:: ASSIGNED TASK ::
Return all of the records below verbatim.

-------- LISTED ENTRIES --------

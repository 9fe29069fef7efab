//! Pricing resolution and currency conversion
//!
//! This module derives the display pricing for one submission:
//!
//! - Look up the plan's naira price and referral payout in the static table
//! - Convert both to USD with a live NGN→USD exchange rate
//! - Round to two decimals, half away from zero
//!
//! The exchange rate is fetched fresh for every submission and never cached.
//! The lookup is attempted exactly once with a bounded timeout; every
//! failure mode (network, timeout, non-2xx status, malformed body, missing
//! `rates.USD`, non-positive value) degrades to [`FALLBACK_USD_RATE`] and
//! never aborts the submission.

use crate::error::{RelayError, Result};
use crate::plan::PlanCode;
use serde::Deserialize;
use std::time::Duration;
use tracing::{debug, warn};
use url::Url;

/// Fixed NGN→USD conversion factor used when the live lookup is unavailable.
pub const FALLBACK_USD_RATE: f64 = 0.0025;

/// Round to two decimal places, half away from zero.
///
/// # Examples
/// ```
/// use payrelay_sdk::pricing::round2;
///
/// assert_eq!(round2(8.754), 8.75);
/// assert_eq!(round2(0.125), 0.13);
/// assert_eq!(round2(-0.125), -0.13);
/// ```
#[must_use]
pub fn round2(value: f64) -> f64 {
    // f64::round rounds half away from zero, which is the behavior the
    // client form was built against.
    (value * 100.0).round() / 100.0
}

/// Format a USD amount with exactly two decimals, e.g. `"8.75"`.
#[must_use]
pub fn format_usd(value: f64) -> String {
    format!("{value:.2}")
}

/// Pricing derived for one submission, owned by the call that produced it.
#[derive(Clone, Debug, PartialEq)]
pub struct ResolvedPricing {
    /// Buyer price in naira
    pub price_ngn: u64,
    /// Buyer price converted to USD, rounded to two decimals
    pub price_usd: f64,
    /// Promo-owner payout in naira
    pub earn_ngn: u64,
    /// Promo-owner payout converted to USD, rounded to two decimals
    pub earn_usd: f64,
    /// Human-readable plan label
    pub plan_label: &'static str,
}

impl ResolvedPricing {
    /// Derive pricing for a plan at the given NGN→USD rate.
    ///
    /// The pricing table is total over [`PlanCode`], so this cannot fail;
    /// the rate has already been resolved (live or fallback) by the caller.
    #[must_use]
    #[allow(clippy::cast_precision_loss)] // Naira prices are far below f64's 52-bit mantissa
    pub fn resolve(plan: PlanCode, usd_rate: f64) -> Self {
        let pricing = plan.pricing();
        Self {
            price_ngn: pricing.base_price_minor,
            price_usd: round2(pricing.base_price_minor as f64 * usd_rate),
            earn_ngn: pricing.referral_payout_minor,
            earn_usd: round2(pricing.referral_payout_minor as f64 * usd_rate),
            plan_label: plan.label(),
        }
    }

    /// The `₦… ≈ $…` price rendering used in every notification body.
    #[must_use]
    pub fn price_display(&self) -> String {
        format!("₦{} ≈ ${}", self.price_ngn, format_usd(self.price_usd))
    }

    /// The `₦… ≈ $…` rendering of the promo-owner payout.
    #[must_use]
    pub fn earning_display(&self) -> String {
        format!("₦{} ≈ ${}", self.earn_ngn, format_usd(self.earn_usd))
    }
}

#[derive(Debug, Deserialize)]
struct RateResponse {
    rates: RateTable,
}

#[derive(Debug, Deserialize)]
struct RateTable {
    #[serde(rename = "USD")]
    usd: Option<f64>,
}

/// Client for the exchange-rate collaborator.
///
/// The collaborator is treated as unreliable by contract: callers get a
/// usable rate from [`RateClient::usd_rate`] no matter what happens on the
/// wire.
#[derive(Clone, Debug)]
pub struct RateClient {
    http: reqwest::Client,
    endpoint: Url,
}

impl RateClient {
    /// Create a rate client for the given endpoint.
    ///
    /// # Errors
    /// Returns an error if the endpoint is not a valid URL or the HTTP
    /// client cannot be constructed.
    pub fn new(endpoint: &str, timeout: Duration) -> Result<Self> {
        let endpoint = Url::parse(endpoint)
            .map_err(|e| RelayError::Config(format!("invalid rate endpoint '{endpoint}': {e}")))?;
        let http = reqwest::Client::builder().timeout(timeout).build()?;
        Ok(Self { http, endpoint })
    }

    /// Fetch the NGN→USD rate, degrading to [`FALLBACK_USD_RATE`].
    ///
    /// One attempt, no retry. A non-positive or non-finite rate from the
    /// collaborator counts as a failure.
    pub async fn usd_rate(&self) -> f64 {
        match self.fetch().await {
            Ok(rate) if rate.is_finite() && rate > 0.0 => {
                debug!(rate, "live exchange rate resolved");
                rate
            }
            Ok(rate) => {
                warn!(rate, "rate endpoint returned unusable rate, using fallback");
                FALLBACK_USD_RATE
            }
            Err(err) => {
                warn!(error = %err, "exchange rate lookup failed, using fallback");
                FALLBACK_USD_RATE
            }
        }
    }

    async fn fetch(&self) -> Result<f64> {
        let body: RateResponse = self
            .http
            .get(self.endpoint.clone())
            .send()
            .await?
            .error_for_status()?
            .json()
            .await?;
        body.rates
            .usd
            .ok_or_else(|| RelayError::RateLookup("response missing rates.USD".to_string()))
    }
}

--------

:: EXERCISE ANSWER ::
repository 9fe29069fef7efab
//! Pricing resolution and currency conversion
//!
//! This module derives the display pricing for one submission:
//!
//! - Look up the plan's naira price and referral payout in the static table
//! - Convert both to USD with a live NGN→USD exchange rate
//! - Round to two decimals, half away from zero
//!
//! The exchange rate is fetched fresh for every submission and never cached.
//! The lookup is attempted exactly once with a bounded timeout; every
//! failure mode (network, timeout, non-2xx status, malformed body, missing
//! `rates.USD`, non-positive value) degrades to [`FALLBACK_USD_RATE`] and
//! never aborts the submission.

use crate::error::{RelayError, Result};
use crate::plan::PlanCode;
use serde::Deserialize;
use std::time::Duration;
use tracing::{debug, warn};
use url::Url;

/// Fixed NGN→USD conversion factor used when the live lookup is unavailable.
pub const FALLBACK_USD_RATE: f64 = 0.0025;

/// Round to two decimal places, half away from zero.
///
/// # Examples
/// ```
/// use payrelay_sdk::pricing::round2;
///
/// assert_eq!(round2(8.754), 8.75);
/// assert_eq!(round2(0.125), 0.13);
/// assert_eq!(round2(-0.125), -0.13);
/// ```
#[must_use]
pub fn round2(value: f64) -> f64 {
    // f64::round rounds half away from zero, which is the behavior the
    // client form was built against.
    (value * 100.0).round() / 100.0
}

/// Format a USD amount with exactly two decimals, e.g. `"8.75"`.
#[must_use]
pub fn format_usd(value: f64) -> String {
    format!("{value:.2}")
}

/// Pricing derived for one submission, owned by the call that produced it.
#[derive(Clone, Debug, PartialEq)]
pub struct ResolvedPricing {
    /// Buyer price in naira
    pub price_ngn: u64,
    /// Buyer price converted to USD, rounded to two decimals
    pub price_usd: f64,
    /// Promo-owner payout in naira
    pub earn_ngn: u64,
    /// Promo-owner payout converted to USD, rounded to two decimals
    pub earn_usd: f64,
    /// Human-readable plan label
    pub plan_label: &'static str,
}

impl ResolvedPricing {
    /// Derive pricing for a plan at the given NGN→USD rate.
    ///
    /// The pricing table is total over [`PlanCode`], so this cannot fail;
    /// the rate has already been resolved (live or fallback) by the caller.
    #[must_use]
    #[allow(clippy::cast_precision_loss)] // Naira prices are far below f64's 52-bit mantissa
    pub fn resolve(plan: PlanCode, usd_rate: f64) -> Self {
        let pricing = plan.pricing();
        Self {
            price_ngn: pricing.base_price_minor,
            price_usd: round2(pricing.base_price_minor as f64 * usd_rate),
            earn_ngn: pricing.referral_payout_minor,
            earn_usd: round2(pricing.referral_payout_minor as f64 * usd_rate),
            plan_label: plan.label(),
        }
    }

    /// The `₦… ≈ $…` price rendering used in every notification body.
    #[must_use]
    pub fn price_display(&self) -> String {
        format!("₦{} ≈ ${}", self.price_ngn, format_usd(self.price_usd))
    }

    /// The `₦… ≈ $…` rendering of the promo-owner payout.
    #[must_use]
    pub fn earning_display(&self) -> String {
        format!("₦{} ≈ ${}", self.earn_ngn, format_usd(self.earn_usd))
    }
}

#[derive(Debug, Deserialize)]
struct RateResponse {
    rates: RateTable,
}

#[derive(Debug, Deserialize)]
struct RateTable {
    #[serde(rename = "USD")]
    usd: Option<f64>,
}

/// Client for the exchange-rate collaborator.
///
/// The collaborator is treated as unreliable by contract: callers get a
/// usable rate from [`RateClient::usd_rate`] no matter what happens on the
/// wire.
#[derive(Clone, Debug)]
pub struct RateClient {
    http: reqwest::Client,
    endpoint: Url,
}

impl RateClient {
    /// Create a rate client for the given endpoint.
    ///
    /// # Errors
    /// Returns an error if the endpoint is not a valid URL or the HTTP
    /// client cannot be constructed.
    pub fn new(endpoint: &str, timeout: Duration) -> Result<Self> {
        let endpoint = Url::parse(endpoint)
            .map_err(|e| RelayError::Config(format!("invalid rate endpoint '{endpoint}': {e}")))?;
        let http = reqwest::Client::builder().timeout(timeout).build()?;
        Ok(Self { http, endpoint })
    }

    /// Fetch the NGN→USD rate, degrading to [`FALLBACK_USD_RATE`].
    ///
    /// One attempt, no retry. A non-positive or non-finite rate from the
    /// collaborator counts as a failure.
    pub async fn usd_rate(&self) -> f64 {
        match self.fetch().await {
            Ok(rate) if rate.is_finite() && rate > 0.0 => {
                debug!(rate, "live exchange rate resolved");
                rate
            }
            Ok(rate) => {
                warn!(rate, "rate endpoint returned unusable rate, using fallback");
                FALLBACK_USD_RATE
            }
            Err(err) => {
                warn!(error = %err, "exchange rate lookup failed, using fallback");
                FALLBACK_USD_RATE
            }
        }
    }

    async fn fetch(&self) -> Result<f64> {
        let body: RateResponse = self
            .http
            .get(self.endpoint.clone())
            .send()
            .await?
            .error_for_status()?
            .json()
            .await?;
        body.rates
            .usd
            .ok_or_else(|| RelayError::RateLookup("response missing rates.USD".to_string()))
    }
}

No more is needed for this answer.